In general, the routines executed to implement the embodiments of the invention, may be part of an operating system or a specific application, component, program, module, object, or sequence of instructions. The computer program of the present invention typically is comprised of a multitude of instructions that will be translated by the native computer into a machine-readable format and hence executable instructions. Also, programs are comprised of variables and data structures that either reside locally to the program or are found in memory or on storage devices. In addition, various programs described hereinafter may be identified based upon the application for which they are implemented in a specific embodiment of the invention.
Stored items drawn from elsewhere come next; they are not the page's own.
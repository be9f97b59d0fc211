use std::io::Write;
use std::path::Path;

use anyhow::Context;

use crate::domain::entities::reading::Reading;
use crate::domain::ports::store::ReadingStore;
use crate::infrastructure::iso8601;

const HEADER: [&str; 4] = ["timestamp", "temperature", "humidity", "luminosity"];

/// Write readings as CSV (header row, RFC 3339 timestamps). Returns the row count.
///
/// # Errors
///
/// Returns an error if a row cannot be written.
pub fn write_csv<W: Write>(readings: &[Reading], writer: W) -> anyhow::Result<usize> {
    let mut csv = csv::Writer::from_writer(writer);
    csv.write_record(HEADER)?;
    for r in readings {
        csv.write_record([
            iso8601::format(&r.timestamp),
            r.temperature.to_string(),
            r.humidity.to_string(),
            r.luminosity.to_string(),
        ])?;
    }
    csv.flush()?;
    Ok(readings.len())
}

/// Export the full reading history, oldest first, to `path`.
///
/// # Errors
///
/// Returns an error if the store query fails or the file cannot be written.
pub fn run_export(store: &dyn ReadingStore, path: &Path) -> anyhow::Result<usize> {
    let readings = store
        .all_readings()
        .map_err(|e| anyhow::anyhow!("failed to read readings: {e}"))?;
    let file = std::fs::File::create(path)
        .with_context(|| format!("Failed to create {}", path.display()))?;
    let rows = write_csv(&readings, file)?;
    tracing::info!("Exported {rows} reading(s) to {}", path.display());
    println!("Exported {rows} reading(s) to {}", path.display());
    Ok(rows)
}
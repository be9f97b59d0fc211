use crate::domain::entities::reading::Reading;
use crate::domain::value_objects::alert_level::AlertLevel;
use crate::domain::value_objects::channel::{Channel, Direction};
use crate::domain::value_objects::thresholds::ThresholdSet;

use super::{Finding, Rule};

/// Two-tier, direction-aware threshold check for a single channel.
///
/// The critical test is evaluated first; the warning test only when it fails.
pub struct ChannelThresholdRule {
    channel: Channel,
}

impl ChannelThresholdRule {
    #[must_use]
    pub const fn new(channel: Channel) -> Self {
        Self { channel }
    }

    fn describe(&self, level: AlertLevel, value: f64) -> String {
        let side = match self.channel.direction() {
            Direction::High => "High",
            Direction::Low => "Low",
        };
        let tier = if level == AlertLevel::Critical {
            " CRITICAL"
        } else {
            ""
        };
        format!(
            "{side} {}{tier} ({})",
            self.channel,
            self.channel.format_value(value)
        )
    }
}

impl Rule for ChannelThresholdRule {
    fn name(&self) -> &'static str {
        match self.channel {
            Channel::Temperature => "temperature_threshold",
            Channel::Humidity => "humidity_threshold",
            Channel::Luminosity => "luminosity_threshold",
        }
    }

    fn evaluate(&self, reading: &Reading, thresholds: &ThresholdSet) -> Option<Finding> {
        let value = self.channel.value(reading);
        let limits = thresholds.for_channel(self.channel);
        let direction = self.channel.direction();

        let level = if direction.breaches(value, limits.critical) {
            AlertLevel::Critical
        } else if direction.breaches(value, limits.warning) {
            AlertLevel::Warning
        } else {
            return None;
        };

        Some(Finding {
            channel: self.channel,
            level,
            message: self.describe(level, value),
        })
    }
}

#[cfg(test)]
mod tests {
    use super::*;
    use chrono::Utc;

    fn evaluate(channel: Channel, temperature: f64, humidity: f64, luminosity: f64) -> Option<Finding> {
        ChannelThresholdRule::new(channel).evaluate(
            &Reading::new(Utc::now(), temperature, humidity, luminosity),
            &ThresholdSet::default(),
        )
    }

    fn level(finding: Option<Finding>) -> AlertLevel {
        finding.map_or(AlertLevel::Normal, |f| f.level)
    }

    #[test]
    fn temperature_below_warning_is_silent() {
        assert!(evaluate(Channel::Temperature, 29.9, 50.0, 300.0).is_none());
    }

    #[test]
    fn temperature_at_warning_threshold() {
        let finding = evaluate(Channel::Temperature, 30.0, 50.0, 300.0);
        assert_eq!(level(finding.clone()), AlertLevel::Warning);
        assert_eq!(
            finding.map(|f| f.message).as_deref(),
            Some("High temperature (30.0 °C)")
        );
    }

    #[test]
    fn temperature_at_critical_threshold() {
        let finding = evaluate(Channel::Temperature, 35.0, 50.0, 300.0);
        assert_eq!(level(finding.clone()), AlertLevel::Critical);
        assert_eq!(
            finding.map(|f| f.message).as_deref(),
            Some("High temperature CRITICAL (35.0 °C)")
        );
    }

    #[test]
    fn humidity_direction_is_low() {
        assert!(evaluate(Channel::Humidity, 22.0, 30.1, 300.0).is_none());
        assert_eq!(level(evaluate(Channel::Humidity, 22.0, 30.0, 300.0)), AlertLevel::Warning);
        assert_eq!(level(evaluate(Channel::Humidity, 22.0, 25.0, 300.0)), AlertLevel::Warning);
        assert_eq!(level(evaluate(Channel::Humidity, 22.0, 20.0, 300.0)), AlertLevel::Critical);
        assert_eq!(level(evaluate(Channel::Humidity, 22.0, 5.0, 300.0)), AlertLevel::Critical);
    }

    #[test]
    fn humidity_message_format() {
        let finding = evaluate(Channel::Humidity, 22.0, 18.04, 300.0);
        assert_eq!(
            finding.map(|f| f.message).as_deref(),
            Some("Low humidity CRITICAL (18.0 %)")
        );
    }

    #[test]
    fn luminosity_tiers_and_format() {
        assert!(evaluate(Channel::Luminosity, 22.0, 50.0, 799.9).is_none());
        let warning = evaluate(Channel::Luminosity, 22.0, 50.0, 850.4);
        assert_eq!(
            warning.map(|f| f.message).as_deref(),
            Some("High luminosity (850 lux)")
        );
        let critical = evaluate(Channel::Luminosity, 22.0, 50.0, 1000.0);
        assert_eq!(level(critical.clone()), AlertLevel::Critical);
        assert_eq!(
            critical.map(|f| f.message).as_deref(),
            Some("High luminosity CRITICAL (1000 lux)")
        );
    }

    #[test]
    fn rule_only_looks_at_its_channel() {
        assert!(evaluate(Channel::Temperature, 22.0, 5.0, 5000.0).is_none());
    }

    #[test]
    fn nan_never_triggers() {
        assert!(evaluate(Channel::Temperature, f64::NAN, 50.0, 300.0).is_none());
    }
}
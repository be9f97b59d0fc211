use std::collections::VecDeque;

use crate::domain::entities::reading::Reading;
use crate::domain::ports::source::{ReadingSource, SourceError};

/// Reading source backed by an in-memory queue.
#[derive(Debug, Clone, Default)]
pub struct MemorySource {
    pending: VecDeque<Reading>,
    total: usize,
}

impl MemorySource {
    #[must_use]
    pub fn new(readings: Vec<Reading>) -> Self {
        let total = readings.len();
        Self {
            pending: readings.into(),
            total,
        }
    }

    #[must_use]
    pub fn remaining(&self) -> usize {
        self.pending.len()
    }
}

impl FromIterator<Reading> for MemorySource {
    fn from_iter<I: IntoIterator<Item = Reading>>(iter: I) -> Self {
        Self::new(iter.into_iter().collect())
    }
}

impl ReadingSource for MemorySource {
    fn next_reading(&mut self) -> Result<Option<Reading>, SourceError> {
        Ok(self.pending.pop_front())
    }

    fn describe(&self) -> String {
        format!("memory ({} readings)", self.total)
    }
}
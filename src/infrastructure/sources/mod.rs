pub mod file_source;
pub mod memory_source;

pub use file_source::FileSource;
pub use memory_source::MemorySource;
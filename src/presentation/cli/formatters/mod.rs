pub mod alert_fmt;
pub mod snapshot_fmt;
pub mod table_fmt;
use serde::{Deserialize, Serialize};

use crate::domain::entities::reading::Reading;

/// Measurement channel carried by every reading
#[derive(Debug, Clone, Copy, Serialize, Deserialize, PartialEq, Eq, Hash)]
#[serde(rename_all = "lowercase")]
pub enum Channel {
    Temperature,
    Humidity,
    Luminosity,
}

/// Which side of a threshold is the dangerous one
#[derive(Debug, Clone, Copy, PartialEq, Eq)]
pub enum Direction {
    /// Alert when the value is at or above the threshold
    High,
    /// Alert when the value is at or below the threshold
    Low,
}

impl Direction {
    #[must_use]
    pub fn breaches(self, value: f64, threshold: f64) -> bool {
        match self {
            Self::High => value >= threshold,
            Self::Low => value <= threshold,
        }
    }
}

impl Channel {
    /// Evaluation and display order
    pub const ALL: [Self; 3] = [Self::Temperature, Self::Humidity, Self::Luminosity];

    #[must_use]
    pub const fn value(self, reading: &Reading) -> f64 {
        match self {
            Self::Temperature => reading.temperature,
            Self::Humidity => reading.humidity,
            Self::Luminosity => reading.luminosity,
        }
    }

    #[must_use]
    pub const fn direction(self) -> Direction {
        match self {
            Self::Temperature | Self::Luminosity => Direction::High,
            Self::Humidity => Direction::Low,
        }
    }

    #[must_use]
    pub const fn unit(self) -> &'static str {
        match self {
            Self::Temperature => "°C",
            Self::Humidity => "%",
            Self::Luminosity => "lux",
        }
    }

    /// Decimal places used when rendering values of this channel
    #[must_use]
    pub const fn precision(self) -> usize {
        match self {
            Self::Temperature | Self::Humidity => 1,
            Self::Luminosity => 0,
        }
    }

    /// Formats a value with the channel's precision and unit, e.g. `31.0 °C`
    #[must_use]
    pub fn format_value(self, value: f64) -> String {
        format!("{value:.prec$} {}", self.unit(), prec = self.precision())
    }
}

impl std::fmt::Display for Channel {
    fn fmt(&self, f: &mut std::fmt::Formatter<'_>) -> std::fmt::Result {
        match self {
            Self::Temperature => write!(f, "temperature"),
            Self::Humidity => write!(f, "humidity"),
            Self::Luminosity => write!(f, "luminosity"),
        }
    }
}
However, it should be appreciated that any particular program nomenclature that follows is used merely for convenience, and thus the invention should not be limited to use solely in any specific application identified and/or implied by such nomenclature.
As shown, client computer systems 110 and 112 each include a CPU 102, storage 114 and memory 106, typically connected by a bus (not shown). CPU 102 is a programmable logic device that performs all the instruction, logic, and mathematical processing in a computer. Storage 104 stores application programs and data for use by client computer systems 110 and 112. Storage 104 includes hard-disk drives, flash memory devices, optical media and the like. The network 115 generally represents any kind of data communications network. Accordingly, the network 115 may represent both local and wide area networks, including the Internet. The client computer systems 110 and 112 are also shown to include a query tool 108. In one embodiment, the query tool 108 is software application that allows end users to access information stored in a database (e.g., data source 1501). Accordingly, the query tool 108 may allow users to compose and submit a query to a database system, which, in response, may be configured to process the query and return a set of query results. The query tool 108 may be configured to compose queries in a database query language, such as Structured Query Language (SQL). However, it should be noted that the query tool 108 is only shown by way of example; any suitable requesting entity may submit a query (e.g., another application, an operating system, etc.).
In one embodiment, federation server 120 includes a CPU 122, storage 124, memory 126, a data source 1501, and a federated database management system (FDMS) 130. FDMS 130 may be configured to receive and execute federated queries data stored in multiple data sources. The data being queried may be stored on federation server 120, such as in data source 1501, or may be located in external data sources accessed via network 115. Such external data sources are illustrated in
Illustratively, data source 1501 includes data 142, schema 144, an aliased keys table 146 and a mapping table 148. In one embodiment, data source 1501 may represent a relational database. Data 142 represents the substantive data stored by data source 1501. Schema 144 represents the structure of the elements of data source 1501 (i.e., tables, fields, data types, etc.). Schema 144 may also specify key fields of the data source 1501, meaning fields that store unique values to identify the entities described by records of the data source 1501. Additionally, data sources 1502-N may be configured in a similar manner to data source 1501.
As shown, FDMS 130 includes a query engine 132 and an aliased key translator 134. Query engine 132 may be configured to process federated queries submitted by a requesting application (e.g., a query generated using query tool 108) and to return a set of query results to the requesting application. In one embodiment, a federated query may include a key condition, meaning a key field and key value used to identify a given entity. The key condition may include the key field and key value that are used natively (i.e., without translation) within a given data source 1501-N. Aliased key translator 134 may be configured to identify data records of multiple data sources 1501-N that correspond to the entity matching the key condition. To make this identification, aliased key translator 134 may interact with aliased keys table 146 to determine the key fields used in each data source. Further, aliased key translator 134 may interact with mapping table 148 to determine the key values that identify the entity in each data source.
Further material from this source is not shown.